Eppure non è questo il punto focale dell’ordinanza firmata dal presidente della Terza sezione penale Claudia Squassoni e dal consigliere Franco Amedeo. Appare evidente ai giudici la «distonia tra la finalità, la ratio, ossia la ragione di necessità e urgenza che giustificava il decreto legge» e l’introduzione nel testo di conversione (legge approvata con un voto di fiducia, pochi giorni prima dello scioglimento delle camere) di un maxiemendamento contenente provvedimenti fermi da un anno in Senato. Non è dunque infondato ritenere che «l’introduzione delle nuove norme abbia travalicato i limiti della potestà emendativa del Parlamento».

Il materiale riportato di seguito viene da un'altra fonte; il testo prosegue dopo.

//! Post repository for async database operations.

use async_trait::async_trait;
use diesel::prelude::*;
use diesel_async::RunQueryDsl;

use crate::db::AsyncDbPool;
use crate::error::{AppError, AppResult, DatabaseErrorConverter};
use crate::models::{Category, NewPost, Post, UpdatePost, User};
use crate::repositories::PostStore;
use crate::schema::{categories, posts, users};

#[derive(Clone)]
pub struct PostRepository {
    pool: AsyncDbPool,
}

impl PostRepository {
    pub fn new(pool: AsyncDbPool) -> Self {
        Self { pool }
    }
}

fn post_not_found(post_id: i32) -> AppError {
    AppError::NotFound {
        entity: "post".to_string(),
        field: "id".to_string(),
        value: post_id.to_string(),
    }
}

#[async_trait]
impl PostStore for PostRepository {
    async fn create(&self, new_post: NewPost) -> AppResult<Post> {
        let mut conn = self.pool.get().await?;

        diesel::insert_into(posts::table)
            .values(&new_post)
            .returning(Post::as_returning())
            .get_result(&mut conn)
            .await
            .map_err(|e| DatabaseErrorConverter::convert_diesel_error(e, "insert post"))
    }

    async fn list_with_relations(&self) -> AppResult<Vec<(Post, User, Option<Category>)>> {
        let mut conn = self.pool.get().await?;

        posts::table
            .inner_join(users::table)
            .left_join(categories::table)
            .select((
                Post::as_select(),
                User::as_select(),
                Option::<Category>::as_select(),
            ))
            .order(posts::id.asc())
            .load(&mut conn)
            .await
            .map_err(AppError::from)
    }

    async fn update(&self, post_id: i32, changes: UpdatePost) -> AppResult<Post> {
        let mut conn = self.pool.get().await?;

        let result = if changes.is_empty() {
            posts::table
                .find(post_id)
                .select(Post::as_select())
                .first(&mut conn)
                .await
        } else {
            diesel::update(posts::table.find(post_id))
                .set(&changes)
                .returning(Post::as_returning())
                .get_result(&mut conn)
                .await
        };

        result.map_err(|e| match e {
            diesel::result::Error::NotFound => post_not_found(post_id),
            other => DatabaseErrorConverter::convert_diesel_error(other, "update post"),
        })
    }

    async fn delete(&self, post_id: i32) -> AppResult<Post> {
        let mut conn = self.pool.get().await?;

        diesel::delete(posts::table.find(post_id))
            .returning(Post::as_returning())
            .get_result(&mut conn)
            .await
            .map_err(|e| match e {
                diesel::result::Error::NotFound => post_not_found(post_id),
                other => DatabaseErrorConverter::convert_diesel_error(other, "delete post"),
            })
    }

    async fn delete_all(&self) -> AppResult<usize> {
        let mut conn = self.pool.get().await?;

        diesel::delete(posts::table)
            .execute(&mut conn)
            .await
            .map_err(|e| DatabaseErrorConverter::convert_diesel_error(e, "delete posts"))
    }
}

Se si accettassero queste modalità «si consentirebbe ad ogni governo e alla sua maggioranza – scrive la Cassazione – di approfittare di qualunque, anche marginale ed effimera “emergenza” per riformare interi settori dell’ordinamento, utilizzando l’eccezionale potere di legiferare medianti provvedimenti d’urgenza e la speciale procedura privilegiata della loro conversione». Per Piazza Cavour, «il vulnus al sistema di ripartizione delle competenze normative costituzionalmente configurato potrebbe derivare anche dal cosiddetto abuso della prassi, da tempo invalsa, con cui il governo presenta, nella prima lettura parlamentare dell’articolo unico del disegno di legge di conversione, un maxiemendamento innovativo rispetto al contenuto originario del decreto legge, al fine di sostituirne parzialmente o interamente il testo e sul quale sarà poi posta la questione di fiducia».

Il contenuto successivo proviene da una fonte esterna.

//! Configuration loader for blog-api
//!
//! Loads layered TOML files from a configuration directory, or a single
//! file, and applies `BLOG_*` environment overrides on top.

use std::path::{Path, PathBuf};

use config::{Config, ConfigBuilder, Environment, File, FileFormat, builder::DefaultState};

use crate::config::environment::Environment as AppEnvironment;
use crate::config::error::ConfigError;
use crate::config::settings::Settings;

/// Environment variable for configuration directory
const CONFIG_DIR_ENV: &str = "BLOG_CONFIG_DIR";

/// Environment variable for a single configuration file
const CONFIG_FILE_ENV: &str = "BLOG_CONFIG_FILE";

const DEFAULT_CONFIG_DIR: &str = "config";

/// Environment variable prefix for configuration overrides
const ENV_PREFIX: &str = "BLOG";

/// Separator for nested configuration keys in environment variables
const ENV_SEPARATOR: &str = "__";

/// Configuration loader that handles layered configuration loading
///
/// Sources, lowest priority first:
/// 1. `default.toml` (required)
/// 2. `{environment}.toml` (optional)
/// 3. `local.toml` (optional)
/// 4. `BLOG_*` environment variables
///
/// When a single configuration file is selected, it replaces steps 1-3.
#[derive(Debug)]
pub struct ConfigLoader {
    config_dir: PathBuf,
    config_file: Option<PathBuf>,
    environment: AppEnvironment,
}

impl ConfigLoader {
    /// Create a loader from `BLOG_CONFIG_DIR`, `BLOG_CONFIG_FILE` and
    /// `BLOG_APP_ENV`.
    ///
    /// # Errors
    ///
    /// Returns an error if both `BLOG_CONFIG_DIR` and `BLOG_CONFIG_FILE`
    /// are set.
    pub fn new() -> Result<Self, ConfigError> {
        let config_dir_var = std::env::var(CONFIG_DIR_ENV).ok();
        let config_file = std::env::var(CONFIG_FILE_ENV).ok().map(PathBuf::from);

        if config_file.is_some() && config_dir_var.is_some() {
            return Err(ConfigError::mutual_exclusivity(
                "BLOG_CONFIG_DIR and BLOG_CONFIG_FILE cannot both be set. \
                 Use BLOG_CONFIG_DIR for layered configuration or \
                 BLOG_CONFIG_FILE for a single configuration file.",
            ));
        }

        Ok(Self {
            config_dir: config_dir_var
                .map(PathBuf::from)
                .unwrap_or_else(|| PathBuf::from(DEFAULT_CONFIG_DIR)),
            config_file,
            environment: AppEnvironment::from_env(),
        })
    }

    /// Load exactly one file instead of the layered directory.
    pub fn with_config_file(mut self, path: impl Into<PathBuf>) -> Self {
        self.config_file = Some(path.into());
        self
    }

    /// Override the environment used to pick `{environment}.toml`.
    pub fn with_environment(mut self, environment: AppEnvironment) -> Self {
        self.environment = environment;
        self
    }

    pub fn environment(&self) -> AppEnvironment {
        self.environment
    }

    pub fn config_dir(&self) -> &Path {
        &self.config_dir
    }

    /// Load, deserialize and validate the settings.
    ///
    /// # Errors
    ///
    /// Fails when `default.toml` (or the single file) is missing, when a
    /// source does not parse, or when validation rejects a value.
    pub fn load(&self) -> Result<Settings, ConfigError> {
        let settings = self.load_unvalidated()?;
        settings.validate()?;
        Ok(settings)
    }

    /// Load and deserialize without validating, so callers can apply
    /// command-line overrides first.
    pub fn load_unvalidated(&self) -> Result<Settings, ConfigError> {
        let mut settings: Settings = self.build_config()?.try_deserialize().map_err(|e| {
            ConfigError::ParseError(format!("Failed to deserialize configuration: {}", e))
        })?;
        settings.environment = self.environment;
        Ok(settings)
    }

    fn build_config(&self) -> Result<Config, ConfigError> {
        let builder = match self.config_file {
            Some(ref config_file) => Self::add_file_source(Config::builder(), config_file, true)?,
            None => self.build_layered_config(Config::builder())?,
        };

        // BLOG_SERVER__PORT -> server.port
        let builder = builder.add_source(
            Environment::with_prefix(ENV_PREFIX)
                .prefix_separator("_")
                .separator(ENV_SEPARATOR)
                .ignore_empty(true)
                .try_parsing(true),
        );

        builder.build().map_err(ConfigError::from)
    }

    fn build_layered_config(
        &self,
        builder: ConfigBuilder<DefaultState>,
    ) -> Result<ConfigBuilder<DefaultState>, ConfigError> {
        let builder = Self::add_file_source(builder, &self.config_dir.join("default.toml"), true)?;

        let env_path = self
            .config_dir
            .join(format!("{}.toml", self.environment.as_str()));
        let builder = Self::add_file_source(builder, &env_path, false)?;

        Self::add_file_source(builder, &self.config_dir.join("local.toml"), false)
    }

    fn add_file_source(
        builder: ConfigBuilder<DefaultState>,
        path: &Path,
        required: bool,
    ) -> Result<ConfigBuilder<DefaultState>, ConfigError> {
        if required && !path.exists() {
            return Err(ConfigError::file_not_found(format!(
                "Required configuration file not found: {}",
                path.display()
            )));
        }

        Ok(builder.add_source(File::from(path).format(FileFormat::Toml).required(required)))
    }
}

«Ha ragione la Cassazione –commenta Valerio Spigarelli, presidente dell’Unione camere penali – adesso se n’è persa la memoria ma fino a qualche anno fa i penalisti insorgevano ogni volta che si ricorreva alla decretazione d’urgenza considerandola uno strumento che andava applicato sul piano penale in casi rarissimi. Non è un caso se si è ricorso a questo strumento per la Fini-Giovanardi, una legge che ha prodotto pene ingiustificate e che contempla una serie di sanzioni amministrative ancora più parossistiche di quelle penali. Come mai –si interroga Spigarelli –nessuno pensa ora a fare un decreto legge sulle carceri dove effettivamente sussiste una reale condizione di necessità e urgenza?»